[Stored items from a collection]
——————————
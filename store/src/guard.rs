//! Immutability guard.
//!
//! Called at the start of every mutating transaction, before any write:
//! - Forms: once locked, only the review fields may change.
//! - Answers: writable only while the owning form is unlocked.
//! - Documents: nothing may change once the document is approved.
//!
//! The lock state is read through the caller's transaction, never through
//! a separate earlier read.

use rusqlite::{Connection, OptionalExtension};

use taxform_types::{DocumentId, FormId, FormStatus};

use crate::engine::parse_column;
use crate::{EngineError, EntityRef};

/// Form columns a mutation can touch.
#[derive(Debug, Clone, Copy, PartialEq, Eq)]
pub enum FormField {
    Status,
    IsLocked,
    CompletionPercentage,
    LastSavedStepId,
    SubmittedAt,
    ReviewedBy,
    ReviewedAt,
    ReviewNotes,
}

impl FormField {
    /// The only fields an admin may still write on a locked form.
    pub const REVIEW_FIELDS: &'static [FormField] = &[
        Self::Status,
        Self::ReviewedBy,
        Self::ReviewedAt,
        Self::ReviewNotes,
    ];

    #[must_use]
    pub const fn column(self) -> &'static str {
        match self {
            Self::Status => "status",
            Self::IsLocked => "is_locked",
            Self::CompletionPercentage => "completion_percentage",
            Self::LastSavedStepId => "last_saved_step_id",
            Self::SubmittedAt => "submitted_at",
            Self::ReviewedBy => "reviewed_by",
            Self::ReviewedAt => "reviewed_at",
            Self::ReviewNotes => "review_notes",
        }
    }

    #[must_use]
    pub fn writable_when_locked(self) -> bool {
        Self::REVIEW_FIELDS.contains(&self)
    }
}

/// Lock state of a form as seen inside the current transaction.
#[derive(Debug, Clone, Copy, PartialEq, Eq)]
pub(crate) struct FormLock {
    pub form_id: FormId,
    pub status: FormStatus,
    pub is_locked: bool,
}

impl FormLock {
    /// Reject the mutation unless every touched field is allowed in the
    /// current lock state.
    pub fn permit(&self, fields: &[FormField]) -> Result<(), EngineError> {
        if !self.is_locked {
            return Ok(());
        }
        if let Some(field) = fields.iter().find(|field| !field.writable_when_locked()) {
            tracing::warn!(
                form_id = %self.form_id,
                field = field.column(),
                status = %self.status,
                "Rejected write to locked form"
            );
            return Err(EngineError::FormLocked {
                form_id: self.form_id,
            });
        }
        Ok(())
    }
}

/// Read a form's lock state. Fails with `NotFound` for unknown forms and
/// `InvariantViolation` if the stored flag disagrees with the status.
pub(crate) fn form_lock(db: &Connection, form_id: &FormId) -> Result<FormLock, EngineError> {
    let row: Option<(String, bool)> = db
        .query_row(
            "SELECT status, is_locked FROM forms WHERE id = ?1",
            [form_id.to_string()],
            |row| Ok((row.get(0)?, row.get(1)?)),
        )
        .optional()?;
    let (status, is_locked) = row.ok_or(EngineError::NotFound(EntityRef::Form(*form_id)))?;
    let status: FormStatus = parse_column("forms.status", &status)?;
    if is_locked != status.is_locked() {
        return Err(EngineError::invariant(format!(
            "form {form_id} has status {status} but is_locked = {is_locked}"
        )));
    }
    Ok(FormLock {
        form_id: *form_id,
        status,
        is_locked,
    })
}

/// Answers become fully read-only once their form is locked.
pub(crate) fn check_answer_write(db: &Connection, form_id: &FormId) -> Result<(), EngineError> {
    let lock = form_lock(db, form_id)?;
    if lock.is_locked {
        tracing::warn!(form_id = %form_id, status = %lock.status, "Rejected answer write on locked form");
        return Err(EngineError::FormLocked { form_id: *form_id });
    }
    Ok(())
}

/// Approved documents accept no further writes, approval fields included.
pub(crate) fn check_document_write(
    db: &Connection,
    document_id: &DocumentId,
) -> Result<(), EngineError> {
    let is_approved: Option<bool> = db
        .query_row(
            "SELECT is_approved FROM documents WHERE id = ?1",
            [document_id.to_string()],
            |row| row.get(0),
        )
        .optional()?;
    match is_approved {
        None => Err(EngineError::NotFound(EntityRef::Document(*document_id))),
        Some(true) => {
            tracing::warn!(document_id = %document_id, "Rejected write to approved document");
            Err(EngineError::ImmutableEntity(EntityRef::Document(
                *document_id,
            )))
        }
        Some(false) => Ok(()),
    }
}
——————————
What the task asks: For the word "SubmittedAt", state how many lines of the entries contain it, with nothing else.

Output of the task: 2